[Saved entries]
----

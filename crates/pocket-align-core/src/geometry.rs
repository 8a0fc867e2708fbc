use std::ops::{Add, Sub};

use serde::{Deserialize, Serialize};

/// Machine-space location in millimetres (X, Y, Z) plus rotation in degrees.
#[derive(Clone, Copy, Debug, Default, PartialEq, Serialize, Deserialize)]
pub struct Location {
    pub x: f64,
    pub y: f64,
    #[serde(default)]
    pub z: f64,
    #[serde(default)]
    pub rotation: f64,
}

impl Location {
    pub const ORIGIN: Location = Location {
        x: 0.0,
        y: 0.0,
        z: 0.0,
        rotation: 0.0,
    };

    pub fn new(x: f64, y: f64, z: f64, rotation: f64) -> Self {
        Self { x, y, z, rotation }
    }

    /// Planar location with zero Z and rotation.
    pub fn xy(x: f64, y: f64) -> Self {
        Self::new(x, y, 0.0, 0.0)
    }

    /// Replace X/Y, keeping this location's Z and rotation.
    pub fn with_xy(self, x: f64, y: f64) -> Self {
        Self { x, y, ..self }
    }

    /// `true` when X and Y are both exactly zero.
    ///
    /// Feeders and slots that were never configured sit at the origin.
    pub fn is_unset(&self) -> bool {
        self.x == 0.0 && self.y == 0.0
    }
}

impl Add for Location {
    type Output = Location;

    fn add(self, rhs: Location) -> Location {
        Location {
            x: self.x + rhs.x,
            y: self.y + rhs.y,
            z: self.z + rhs.z,
            rotation: self.rotation + rhs.rotation,
        }
    }
}

impl Sub for Location {
    type Output = Location;

    fn sub(self, rhs: Location) -> Location {
        Location {
            x: self.x - rhs.x,
            y: self.y - rhs.y,
            z: self.z - rhs.z,
            rotation: self.rotation - rhs.rotation,
        }
    }
}

impl std::fmt::Display for Location {
    fn fmt(&self, f: &mut std::fmt::Formatter<'_>) -> std::fmt::Result {
        write!(
            f,
            "X={:.3} Y={:.3} Z={:.3} R={:.3}",
            self.x, self.y, self.z, self.rotation
        )
    }
}
//! Debug annotations on the color and binary overlays.

use image::{Rgb, RgbImage};
use imageproc::drawing::{draw_hollow_rect_mut, draw_line_segment_mut};
use imageproc::rect::Rect;
use nalgebra::Point2;

use crate::result::BoundingBox;

pub(crate) const REJECTED: Rgb<u8> = Rgb([255, 0, 0]);
pub(crate) const ACCEPTED: Rgb<u8> = Rgb([0, 255, 0]);

const CROSSHAIR_HALF: f32 = 10.0;

fn rect_of(bbox: &BoundingBox) -> Rect {
    Rect::at(bbox.x as i32, bbox.y as i32).of_size(bbox.width.max(1), bbox.height.max(1))
}

/// 1 px red outline.
pub(crate) fn mark_rejected(img: &mut RgbImage, bbox: &BoundingBox) {
    draw_hollow_rect_mut(img, rect_of(bbox), REJECTED);
}

/// 2 px green outline plus a crosshair on `center`.
pub(crate) fn mark_winner(img: &mut RgbImage, bbox: &BoundingBox, center: Point2<f64>) {
    draw_hollow_rect_mut(img, rect_of(bbox), ACCEPTED);
    if bbox.width > 2 && bbox.height > 2 {
        let inner = Rect::at(bbox.x as i32 + 1, bbox.y as i32 + 1)
            .of_size(bbox.width - 2, bbox.height - 2);
        draw_hollow_rect_mut(img, inner, ACCEPTED);
    }

    let cx = center.x.trunc() as f32;
    let cy = center.y.trunc() as f32;
    for d in [0.0f32, 1.0] {
        draw_line_segment_mut(
            img,
            (cx - CROSSHAIR_HALF, cy + d),
            (cx + CROSSHAIR_HALF, cy + d),
            ACCEPTED,
        );
        draw_line_segment_mut(
            img,
            (cx + d, cy - CROSSHAIR_HALF),
            (cx + d, cy + CROSSHAIR_HALF),
            ACCEPTED,
        );
    }
}

/// Expand a binary gray image into RGB for annotation.
pub(crate) fn binary_to_rgb(binary: &image::GrayImage) -> RgbImage {
    let (w, h) = binary.dimensions();
    RgbImage::from_fn(w, h, |x, y| {
        let v = binary.get_pixel(x, y).0[0];
        Rgb([v, v, v])
    })
}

----

* [HOW TO COMPLETE THIS TASK]
Could you retype exactly the lines above, starting at the line that contains "fn fmt(&self, f: &mut" and ending at the line that contains "and binary overlays.", and nothing more?

* [EXERCISE SOLUTION]
    fn fmt(&self, f: &mut std::fmt::Formatter<'_>) -> std::fmt::Result {
        write!(
            f,
            "X={:.3} Y={:.3} Z={:.3} R={:.3}",
            self.x, self.y, self.z, self.rotation
        )
    }
}
//! Debug annotations on the color and binary overlays.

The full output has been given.